Taylor Lynn Fast’s daughter was discovered beaten to death.

Fast, 21, from Festus, Missouri, told police that her daughter, Layla, was severely bruised and unresponsive because she was bitten by a spider.

She also said that she did not realize that her little girl was dead.

Paramedics who attempted to treat Layla at the scene said she had been dead for several hours.

Layla suffered severe injuries to her face and neck. She had bruises all over her small body. Police at the scene compared her wounds to that of a high speed car crash victim.

Another child, a three-year-old boy, was also discovered at Fast’s home. The boy had severe bruising and a broken leg. It is unknown at this time if the boy is Layla’s brother.

Police say the beating taken by seventeen month old Layla is the worst case of child abuse officers there had ever seen.

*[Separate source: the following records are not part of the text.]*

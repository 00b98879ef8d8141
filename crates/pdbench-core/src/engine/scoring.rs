use super::config::{ScoringConfig, ScoringMode};
use super::error::BenchError;
use crate::core::chains::{ChainId, ChainSet};
use crate::core::io::domains::DomainBoundaries;
use crate::core::io::pdb::{PdbResidue, PdbStructure, ResidueKey};
use crate::core::io::prediction::{PredictionMatrix, most_likely_residue};
use crate::core::residues::{ALPHABET, UNCOMMON};
use std::collections::hash_map::Entry;
use std::collections::{BTreeMap, HashMap};
use std::path::Path;
use tracing::{debug, info, instrument, warn};

/// Native residues of one benchmark chain and which of them count towards accuracy.
#[derive(Debug, Clone, PartialEq)]
pub struct ChainTruth {
    pub residues: Vec<PdbResidue>,
    pub scored: Vec<bool>,
}

/// Ground-truth sequences for every chain of the benchmark set.
#[derive(Debug, Clone, Default, PartialEq)]
pub struct GroundTruth {
    chains: BTreeMap<ChainId, ChainTruth>,
}

impl GroundTruth {
    pub fn new() -> Self {
        Self::default()
    }

    pub fn insert(&mut self, chain: ChainId, truth: ChainTruth) {
        self.chains.insert(chain, truth);
    }

    pub fn chain(&self, chain: &ChainId) -> Option<&ChainTruth> {
        self.chains.get(chain)
    }

    pub fn iter(&self) -> impl Iterator<Item = (&ChainId, &ChainTruth)> {
        self.chains.iter()
    }

    pub fn len(&self) -> usize {
        self.chains.len()
    }

    pub fn is_empty(&self) -> bool {
        self.chains.is_empty()
    }

    /// Reads `<pdb_dir>/<code>.pdb` for every chain of `dataset`.
    ///
    /// In fragment mode only residues inside the chain's domains are scored; chains
    /// absent from the domain file are kept but contribute nothing.
    #[instrument(skip_all, name = "ground_truth_loading")]
    pub fn load(
        dataset: &ChainSet,
        pdb_dir: &Path,
        mode: ScoringMode,
        domains: Option<&DomainBoundaries>,
    ) -> Result<Self, BenchError> {
        let domains = match (mode, domains) {
            (ScoringMode::ByFragment, Some(domains)) => Some(domains),
            (ScoringMode::ByFragment, None) => {
                warn!("Fragment scoring requested without a domain file; scoring full chains.");
                None
            }
            (ScoringMode::ByChain, _) => None,
        };

        let mut structures: HashMap<String, PdbStructure> = HashMap::new();
        let mut truth = Self::new();

        for chain_id in dataset {
            let (code, chain_letter) = chain_id.split()?;
            let path = pdb_dir.join(format!("{}.pdb", code));
            let structure = match structures.entry(code) {
                Entry::Occupied(entry) => entry.into_mut(),
                Entry::Vacant(entry) => {
                    let structure = PdbStructure::read_from_path(&path).map_err(|source| {
                        BenchError::Structure {
                            path: path.clone(),
                            source,
                        }
                    })?;
                    entry.insert(structure)
                }
            };
            let residues = structure
                .chain(chain_letter)
                .map_err(|source| BenchError::Structure { path, source })?
                .to_vec();

            let scored = match domains {
                Some(domains) => {
                    if !domains.has_chain(chain_id) {
                        warn!(chain = %chain_id, "Chain has no domain boundaries; excluded from scoring.");
                    }
                    residues
                        .iter()
                        .map(|r| domains.contains(chain_id, r.number))
                        .collect()
                }
                None => vec![true; residues.len()],
            };
            debug!(chain = %chain_id, residues = residues.len(), "Loaded ground truth.");
            truth.insert(chain_id.clone(), ChainTruth { residues, scored });
        }

        info!(chains = truth.len(), "Ground truth ready.");
        Ok(truth)
    }
}

/// Outcome of one scored residue.
#[derive(Debug, Clone, Copy, PartialEq)]
pub struct ResidueOutcome {
    pub key: ResidueKey,
    pub native: char,
    pub predicted: char,
}

impl ResidueOutcome {
    pub fn is_correct(&self) -> bool {
        self.native == self.predicted
    }
}

/// Correct/total counts, overall and per native amino acid.
#[derive(Debug, Clone, Default, PartialEq)]
pub struct ModelScore {
    pub correct: usize,
    pub total: usize,
    pub per_residue: BTreeMap<char, (usize, usize)>,
}

impl ModelScore {
    pub fn accuracy(&self) -> f64 {
        if self.total == 0 {
            0.0
        } else {
            self.correct as f64 / self.total as f64
        }
    }

    /// Recall for each letter of the alphabet; letters never seen natively give `None`.
    pub fn recall_by_residue(&self) -> Vec<(char, Option<f64>)> {
        ALPHABET
            .iter()
            .map(|code| {
                let recall = self
                    .per_residue
                    .get(code)
                    .filter(|(_, total)| *total > 0)
                    .map(|(correct, total)| *correct as f64 / *total as f64);
                (*code, recall)
            })
            .collect()
    }

    fn record(&mut self, outcome: &ResidueOutcome) {
        let counts = self.per_residue.entry(outcome.native).or_default();
        counts.1 += 1;
        self.total += 1;
        if outcome.is_correct() {
            counts.0 += 1;
            self.correct += 1;
        }
    }
}

/// Scores prediction matrices against a [`GroundTruth`].
pub struct AccuracyScorer<'a> {
    truth: &'a GroundTruth,
    ignore_uncommon: bool,
}

impl<'a> AccuracyScorer<'a> {
    pub fn new(truth: &'a GroundTruth, ignore_uncommon: bool) -> Self {
        Self {
            truth,
            ignore_uncommon,
        }
    }

    pub fn from_config(truth: &'a GroundTruth, config: &ScoringConfig) -> Self {
        Self::new(truth, config.ignore_uncommon)
    }

    pub fn with_ignore_uncommon(&self, ignore_uncommon: bool) -> Self {
        Self::new(self.truth, ignore_uncommon)
    }

    pub fn truth(&self) -> &'a GroundTruth {
        self.truth
    }

    /// Per-residue outcomes of the scored residues of one chain.
    ///
    /// Returns an empty list when the model has no prediction for the chain.
    pub fn chain_outcomes(
        &self,
        prediction: &PredictionMatrix,
        chain: &ChainId,
    ) -> Vec<ResidueOutcome> {
        let (Some(truth), Some(rows)) = (self.truth.chain(chain), prediction.chain(chain)) else {
            return Vec::new();
        };
        if rows.len() != truth.residues.len() {
            warn!(
                chain = %chain,
                predicted = rows.len(),
                native = truth.residues.len(),
                "Prediction length differs from structure; scoring the common prefix."
            );
        }

        truth
            .residues
            .iter()
            .zip(truth.scored.iter())
            .zip(rows.iter())
            .filter(|((_, scored), _)| **scored)
            .filter(|((residue, _), _)| !(self.ignore_uncommon && residue.code == UNCOMMON))
            .map(|((residue, _), row)| ResidueOutcome {
                key: residue.key(),
                native: residue.code,
                predicted: most_likely_residue(row),
            })
            .collect()
    }

    pub fn score(&self, prediction: &PredictionMatrix) -> ModelScore {
        let mut score = ModelScore::default();
        for (chain, _) in self.truth.iter() {
            if prediction.chain(chain).is_none() {
                debug!(chain = %chain, "No prediction for chain.");
                continue;
            }
            for outcome in self.chain_outcomes(prediction, chain) {
                score.record(&outcome);
            }
        }
        score
    }
}

#[cfg(test)]
mod tests {
    use super::*;
    use crate::core::geometry::BackboneAtoms;
    use crate::core::io::prediction::ProbabilityRow;
    use crate::core::residues::alphabet_index;
    use std::fs;
    use tempfile::tempdir;

    fn residue(number: isize, code: char) -> PdbResidue {
        PdbResidue {
            number,
            insertion_code: ' ',
            name: String::new(),
            code,
            backbone: BackboneAtoms::default(),
        }
    }

    fn row(code: char) -> ProbabilityRow {
        let mut row = [0.0; 20];
        if let Some(idx) = alphabet_index(code) {
            row[idx] = 1.0;
        }
        row
    }

    fn truth_for(sequence: &str, scored: Vec<bool>) -> GroundTruth {
        let mut truth = GroundTruth::new();
        truth.insert(
            ChainId::new("1ABCA"),
            ChainTruth {
                residues: sequence
                    .chars()
                    .enumerate()
                    .map(|(i, c)| residue(i as isize + 1, c))
                    .collect(),
                scored,
            },
        );
        truth
    }

    fn prediction_for(sequence: &str) -> PredictionMatrix {
        let mut matrix = PredictionMatrix::new();
        matrix.insert(ChainId::new("1ABCA"), sequence.chars().map(row).collect());
        matrix
    }

    #[test]
    fn score_counts_matching_residues() {
        let truth = truth_for("MKVL", vec![true; 4]);
        let score = AccuracyScorer::new(&truth, false).score(&prediction_for("MKAA"));
        assert_eq!(score.correct, 2);
        assert_eq!(score.total, 4);
        assert!((score.accuracy() - 0.5).abs() < 1e-12);
    }

    #[test]
    fn score_respects_fragment_mask() {
        let truth = truth_for("MKVL", vec![true, true, false, false]);
        let score = AccuracyScorer::new(&truth, false).score(&prediction_for("MKAA"));
        assert_eq!(score.total, 2);
        assert!((score.accuracy() - 1.0).abs() < 1e-12);
    }

    #[test]
    fn ignore_uncommon_removes_nonstandard_residues_from_denominator() {
        let truth = truth_for("MXK", vec![true; 3]);
        let prediction = prediction_for("MAK");

        let strict = AccuracyScorer::new(&truth, false).score(&prediction);
        let lenient = AccuracyScorer::new(&truth, true).score(&prediction);

        assert_eq!(strict.total, 3);
        assert_eq!(lenient.total, 2);
        assert!((lenient.accuracy() - 1.0).abs() < 1e-12);
    }

    #[test]
    fn missing_chain_prediction_contributes_nothing() {
        let truth = truth_for("MK", vec![true; 2]);
        let score = AccuracyScorer::new(&truth, false).score(&PredictionMatrix::new());
        assert_eq!(score.total, 0);
        assert_eq!(score.accuracy(), 0.0);
    }

    #[test]
    fn recall_by_residue_reports_every_letter() {
        let truth = truth_for("MMK", vec![true; 3]);
        let score = AccuracyScorer::new(&truth, false).score(&prediction_for("MAK"));
        let recall: BTreeMap<char, Option<f64>> = score.recall_by_residue().into_iter().collect();

        assert_eq!(recall.len(), 20);
        assert_eq!(recall[&'M'], Some(0.5));
        assert_eq!(recall[&'K'], Some(1.0));
        assert_eq!(recall[&'W'], None);
    }

    #[test]
    fn chain_outcomes_carry_residue_keys() {
        let truth = truth_for("MK", vec![true; 2]);
        let outcomes = AccuracyScorer::new(&truth, false)
            .chain_outcomes(&prediction_for("MA"), &ChainId::new("1ABCA"));
        assert_eq!(outcomes.len(), 2);
        assert_eq!(outcomes[1].key, (2, ' '));
        assert!(outcomes[0].is_correct());
        assert!(!outcomes[1].is_correct());
    }

    #[test]
    fn load_reads_structures_and_applies_domains() {
        let dir = tempdir().unwrap();
        fs::write(
            dir.path().join("1abc.pdb"),
            "\
ATOM      1  CA  MET A   1       0.000   0.000   0.000  1.00  0.00           C
ATOM      2  CA  LYS A   2       3.800   0.000   0.000  1.00  0.00           C
ATOM      3  CA  VAL A   3       7.600   0.000   0.000  1.00  0.00           C
",
        )
        .unwrap();
        let dataset: ChainSet = [ChainId::new("1abcA")].into_iter().collect();
        let domains = DomainBoundaries::parse("1abcA01 2-3\n").unwrap();

        let by_fragment =
            GroundTruth::load(&dataset, dir.path(), ScoringMode::ByFragment, Some(&domains))
                .unwrap();
        let by_chain =
            GroundTruth::load(&dataset, dir.path(), ScoringMode::ByChain, Some(&domains)).unwrap();

        let chain = ChainId::new("1ABCA");
        assert_eq!(
            by_fragment.chain(&chain).unwrap().scored,
            vec![false, true, true]
        );
        assert_eq!(by_chain.chain(&chain).unwrap().scored, vec![true; 3]);
    }

    #[test]
    fn load_fails_when_structure_is_missing() {
        let dir = tempdir().unwrap();
        let dataset: ChainSet = [ChainId::new("9zzzA")].into_iter().collect();
        let result = GroundTruth::load(&dataset, dir.path(), ScoringMode::ByChain, None);
        assert!(matches!(result, Err(BenchError::Structure { .. })));
    }
}
use std::path::{Path, PathBuf};
use thiserror::Error;

/// Name of the directory, inside the model directory, that receives report artifacts.
pub const REPORT_DIR_NAME: &str = "report";
pub const DEFAULT_MAX_PROCESSES: usize = 8;

#[derive(Debug, Error, PartialEq, Eq, Clone)]
pub enum ConfigError {
    #[error("Missing required parameter: {0}")]
    MissingParameter(&'static str),

    #[error("Path given for '{parameter}' does not exist: {path}", path = path.display())]
    PathNotFound {
        parameter: &'static str,
        path: PathBuf,
    },

    #[error("Invalid value for '{parameter}': {reason}")]
    InvalidValue {
        parameter: &'static str,
        reason: String,
    },
}

/// Fails unless `path` exists on disk.
pub fn require_existing(parameter: &'static str, path: &Path) -> Result<(), ConfigError> {
    if path.exists() {
        Ok(())
    } else {
        Err(ConfigError::PathNotFound {
            parameter,
            path: path.to_path_buf(),
        })
    }
}

#[derive(Debug, Clone, Copy, PartialEq, Eq, Default)]
pub enum ScoringMode {
    /// Score every residue of each chain.
    ByChain,
    /// Score only residues inside the chain's structural domains.
    #[default]
    ByFragment,
}

#[derive(Debug, Clone, PartialEq)]
pub struct ScoringConfig {
    pub mode: ScoringMode,
    pub ignore_uncommon: bool,
    pub domain_file: Option<PathBuf>,
}

#[derive(Debug, Clone, PartialEq)]
pub struct CompareInputs {
    pub dataset: PathBuf,
    pub pdb_dir: PathBuf,
    pub assemblies_dir: PathBuf,
    pub models_dir: PathBuf,
    pub dataset_map: PathBuf,
    pub reference_dir: Option<PathBuf>,
    pub include_file: Option<PathBuf>,
    pub structures_file: Option<PathBuf>,
}

#[derive(Debug, Clone, PartialEq)]
pub struct CompareConfig {
    pub inputs: CompareInputs,
    pub scoring: ScoringConfig,
    pub torsions: bool,
    pub output_dir: PathBuf,
}

#[derive(Default)]
pub struct CompareConfigBuilder {
    dataset: Option<PathBuf>,
    pdb_dir: Option<PathBuf>,
    assemblies_dir: Option<PathBuf>,
    models_dir: Option<PathBuf>,
    dataset_map: Option<PathBuf>,
    reference_dir: Option<PathBuf>,
    include_file: Option<PathBuf>,
    structures_file: Option<PathBuf>,
    domain_file: Option<PathBuf>,
    output_dir: Option<PathBuf>,
    mode: Option<ScoringMode>,
    ignore_uncommon: bool,
    torsions: bool,
}

impl CompareConfigBuilder {
    pub fn new() -> Self {
        Self::default()
    }

    pub fn dataset(mut self, path: PathBuf) -> Self {
        self.dataset = Some(path);
        self
    }
    pub fn pdb_dir(mut self, path: PathBuf) -> Self {
        self.pdb_dir = Some(path);
        self
    }
    pub fn assemblies_dir(mut self, path: PathBuf) -> Self {
        self.assemblies_dir = Some(path);
        self
    }
    pub fn models_dir(mut self, path: PathBuf) -> Self {
        self.models_dir = Some(path);
        self
    }
    pub fn dataset_map(mut self, path: PathBuf) -> Self {
        self.dataset_map = Some(path);
        self
    }
    pub fn reference_dir(mut self, path: Option<PathBuf>) -> Self {
        self.reference_dir = path;
        self
    }
    pub fn include_file(mut self, path: Option<PathBuf>) -> Self {
        self.include_file = path;
        self
    }
    pub fn structures_file(mut self, path: Option<PathBuf>) -> Self {
        self.structures_file = path;
        self
    }
    pub fn domain_file(mut self, path: Option<PathBuf>) -> Self {
        self.domain_file = path;
        self
    }
    pub fn output_dir(mut self, path: Option<PathBuf>) -> Self {
        self.output_dir = path;
        self
    }
    pub fn scoring_mode(mut self, mode: ScoringMode) -> Self {
        self.mode = Some(mode);
        self
    }
    pub fn ignore_uncommon(mut self, ignore: bool) -> Self {
        self.ignore_uncommon = ignore;
        self
    }
    pub fn torsions(mut self, enabled: bool) -> Self {
        self.torsions = enabled;
        self
    }

    /// Assembles the configuration, checking that every supplied input path exists.
    pub fn build(self) -> Result<CompareConfig, ConfigError> {
        let required = |value: Option<PathBuf>, parameter: &'static str| {
            let path = value.ok_or(ConfigError::MissingParameter(parameter))?;
            require_existing(parameter, &path)?;
            Ok::<_, ConfigError>(path)
        };
        let optional = |value: Option<PathBuf>, parameter: &'static str| {
            if let Some(path) = &value {
                require_existing(parameter, path)?;
            }
            Ok::<_, ConfigError>(value)
        };

        let inputs = CompareInputs {
            dataset: required(self.dataset, "dataset")?,
            pdb_dir: required(self.pdb_dir, "path_to_pdb")?,
            assemblies_dir: required(self.assemblies_dir, "path_to_assemblies")?,
            models_dir: required(self.models_dir, "path_to_models")?,
            dataset_map: required(self.dataset_map, "path_to_dataset_map")?,
            reference_dir: optional(self.reference_dir, "path_to_evoef")?,
            include_file: optional(self.include_file, "include")?,
            structures_file: optional(self.structures_file, "pdbs")?,
        };
        let scoring = ScoringConfig {
            mode: self.mode.unwrap_or_default(),
            ignore_uncommon: self.ignore_uncommon,
            domain_file: optional(self.domain_file, "domain_file")?,
        };
        let output_dir = self
            .output_dir
            .unwrap_or_else(|| inputs.models_dir.join(REPORT_DIR_NAME));

        Ok(CompareConfig {
            inputs,
            scoring,
            torsions: self.torsions,
            output_dir,
        })
    }
}

#[derive(Debug, Clone, PartialEq)]
pub struct EvoEf2Config {
    pub dataset: PathBuf,
    pub assemblies_dir: PathBuf,
    pub working_dir: PathBuf,
    pub executable: PathBuf,
    pub max_processes: usize,
}

impl EvoEf2Config {
    /// Checks the inputs that must already exist; the working directory is created on demand.
    pub fn validate(&self) -> Result<(), ConfigError> {
        require_existing("dataset", &self.dataset)?;
        require_existing("path_to_assemblies", &self.assemblies_dir)?;
        require_existing("path_to_evoef2", &self.executable)?;
        if self.max_processes == 0 {
            return Err(ConfigError::InvalidValue {
                parameter: "max_processes",
                reason: "must be at least 1".to_string(),
            });
        }
        Ok(())
    }
}

#[cfg(test)]
mod tests {
    use super::*;
    use std::fs;
    use tempfile::{TempDir, tempdir};

    fn populated_builder(dir: &TempDir) -> CompareConfigBuilder {
        let root = dir.path();
        fs::write(root.join("dataset.txt"), "1abcA\n").unwrap();
        fs::write(root.join("map.txt"), "1abcA 1\n").unwrap();
        for sub in ["pdb", "assemblies", "models"] {
            fs::create_dir_all(root.join(sub)).unwrap();
        }
        CompareConfigBuilder::new()
            .dataset(root.join("dataset.txt"))
            .pdb_dir(root.join("pdb"))
            .assemblies_dir(root.join("assemblies"))
            .models_dir(root.join("models"))
            .dataset_map(root.join("map.txt"))
    }

    #[test]
    fn build_applies_defaults() {
        let dir = tempdir().unwrap();
        let config = populated_builder(&dir).build().unwrap();

        assert_eq!(config.scoring.mode, ScoringMode::ByFragment);
        assert!(!config.scoring.ignore_uncommon);
        assert!(!config.torsions);
        assert_eq!(
            config.output_dir,
            dir.path().join("models").join(REPORT_DIR_NAME)
        );
    }

    #[test]
    fn build_fails_on_missing_required_parameter() {
        let result = CompareConfigBuilder::new().build();
        assert_eq!(result, Err(ConfigError::MissingParameter("dataset")));
    }

    #[test]
    fn build_fails_on_nonexistent_required_path() {
        let dir = tempdir().unwrap();
        let result = populated_builder(&dir)
            .pdb_dir(dir.path().join("nowhere"))
            .build();
        assert!(matches!(
            result,
            Err(ConfigError::PathNotFound {
                parameter: "path_to_pdb",
                ..
            })
        ));
    }

    #[test]
    fn build_fails_on_nonexistent_optional_path() {
        let dir = tempdir().unwrap();
        let result = populated_builder(&dir)
            .include_file(Some(dir.path().join("include.txt")))
            .build();
        assert!(matches!(
            result,
            Err(ConfigError::PathNotFound {
                parameter: "include",
                ..
            })
        ));
    }

    #[test]
    fn evoef2_config_rejects_zero_processes() {
        let dir = tempdir().unwrap();
        let dataset = dir.path().join("dataset.txt");
        fs::write(&dataset, "1abcA\n").unwrap();
        let config = EvoEf2Config {
            dataset,
            assemblies_dir: dir.path().to_path_buf(),
            working_dir: dir.path().join("work"),
            executable: dir.path().to_path_buf(),
            max_processes: 0,
        };
        assert!(matches!(
            config.validate(),
            Err(ConfigError::InvalidValue {
                parameter: "max_processes",
                ..
            })
        ));
    }
}
use indicatif::{ProgressBar, ProgressDrawTarget, ProgressState, ProgressStyle};
use pdbench::engine::progress::{Progress, ProgressCallback};
use std::sync::{Arc, Mutex};
use std::time::Duration;
use tracing::warn;

const SPINNER_TICK_MS: u64 = 80;

/// Renders workflow progress events as a single spinner/bar on stderr.
#[derive(Clone)]
pub struct CliProgressHandler {
    pb: Arc<Mutex<ProgressBar>>,
}

impl CliProgressHandler {
    pub fn new() -> Self {
        Self::with_target(ProgressDrawTarget::stderr())
    }

    /// A handler that never draws, for `--quiet` runs.
    pub fn hidden() -> Self {
        Self::with_target(ProgressDrawTarget::hidden())
    }

    fn with_target(target: ProgressDrawTarget) -> Self {
        let pb = ProgressBar::new(0)
            .with_style(Self::spinner_style())
            .with_message("Initializing...");
        pb.set_draw_target(target);
        pb.disable_steady_tick();
        pb.finish_and_clear();
        Self {
            pb: Arc::new(Mutex::new(pb)),
        }
    }

    pub fn get_callback(&self) -> ProgressCallback<'static> {
        let pb_clone = self.pb.clone();

        Box::new(move |progress: Progress| {
            let Ok(pb_guard) = pb_clone.lock() else {
                warn!("Progress bar mutex was poisoned. Cannot update progress.");
                return;
            };

            match progress {
                Progress::PhaseStart { name } => {
                    pb_guard.reset();
                    pb_guard.set_length(0);
                    pb_guard.set_style(Self::spinner_style());
                    pb_guard.enable_steady_tick(Duration::from_millis(SPINNER_TICK_MS));
                    pb_guard.set_prefix(name);
                    pb_guard.set_message(name);
                }
                Progress::PhaseFinish => {
                    pb_guard.disable_steady_tick();
                    let phase = pb_guard.prefix();
                    pb_guard.finish_with_message(format!("✓ {}", phase));
                }
                Progress::TaskStart { total_steps } => {
                    pb_guard.disable_steady_tick();
                    pb_guard.reset();
                    pb_guard.set_length(total_steps);
                    pb_guard.set_position(0);
                    pb_guard.set_style(Self::bar_style());
                }
                Progress::TaskIncrement { item } => {
                    pb_guard.set_message(item);
                    pb_guard.inc(1);
                }
                Progress::TaskFinish => {
                    let length = pb_guard.length().unwrap_or(0);
                    if pb_guard.position() < length {
                        pb_guard.set_position(length);
                    }
                    let phase = pb_guard.prefix();
                    pb_guard.set_message(phase);
                    pb_guard.finish();
                }
                Progress::Message(msg) => {
                    if !pb_guard.is_finished() {
                        pb_guard.println(format!("  {}", msg));
                    } else {
                        pb_guard.set_message(msg);
                    }
                }
            }
        })
    }

    fn spinner_style() -> ProgressStyle {
        ProgressStyle::with_template("{spinner:.green} {msg}")
            .expect("Failed to create spinner style template")
    }

    fn bar_style() -> ProgressStyle {
        ProgressStyle::with_template("{msg:<24} [{bar:40.cyan/blue}] {pos}/{len} ({eta})")
            .expect("Failed to create bar style template")
            .with_key(
                "eta",
                |state: &ProgressState, w: &mut dyn std::fmt::Write| {
                    write!(w, "{:.1}s", state.eta().as_secs_f64()).unwrap()
                },
            )
            .progress_chars("##-")
    }
}

impl Default for CliProgressHandler {
    fn default() -> Self {
        Self::new()
    }
}

#[cfg(test)]
mod tests {
    use super::*;
    use std::thread;

    #[test]
    fn handler_initializes_in_a_clean_state() {
        let handler = CliProgressHandler::hidden();
        let pb = handler.pb.lock().unwrap();
        assert_eq!(pb.length(), Some(0));
        assert!(pb.is_finished());
    }

    #[test]
    fn callback_tracks_phase_and_items() {
        let handler = CliProgressHandler::hidden();
        let callback = handler.get_callback();

        callback(Progress::PhaseStart { name: "Scoring" });
        {
            let pb = handler.pb.lock().unwrap();
            assert_eq!(pb.message(), "Scoring");
            assert!(!pb.is_finished());
        }

        callback(Progress::TaskStart { total_steps: 3 });
        callback(Progress::TaskIncrement {
            item: "model_a".to_string(),
        });
        {
            let pb = handler.pb.lock().unwrap();
            assert_eq!(pb.length(), Some(3));
            assert_eq!(pb.position(), 1);
            assert_eq!(pb.message(), "model_a");
        }

        callback(Progress::TaskFinish);
        {
            let pb = handler.pb.lock().unwrap();
            assert!(pb.is_finished());
            assert_eq!(pb.position(), 3);
        }

        callback(Progress::PhaseFinish);
        {
            let pb = handler.pb.lock().unwrap();
            assert_eq!(pb.message(), "✓ Scoring");
        }
    }

    #[test]
    fn callback_is_thread_safe() {
        let handler = CliProgressHandler::hidden();
        let callback = handler.get_callback();

        thread::spawn(move || {
            callback(Progress::PhaseStart {
                name: "EvoEF2 design",
            });
            callback(Progress::TaskIncrement {
                item: "1ABCA".to_string(),
            });
            callback(Progress::PhaseFinish);
        })
        .join()
        .unwrap();

        let pb = handler.pb.lock().unwrap();
        assert!(pb.is_finished());
        assert_eq!(pb.message(), "✓ EvoEF2 design");
    }
}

“It’s anger. It’s sadness. It’s empathy,” Festus Police Chief Tim Lewis said. “Anybody that’s a parent. What got me is when I first saw this child; she looked like one of my great nieces. Just a small innocent child maybe 25 pounds. Just a little one year old girl should not have experienced what this child experienced. Her last few seconds of life were a pure hell. I’ve been a policeman for 32 years and this is the worst case of child abuse I have ever seen. Nothing even comes close to this. This child looked like a situation; say if a child was involved in a car accident. It was horrible.”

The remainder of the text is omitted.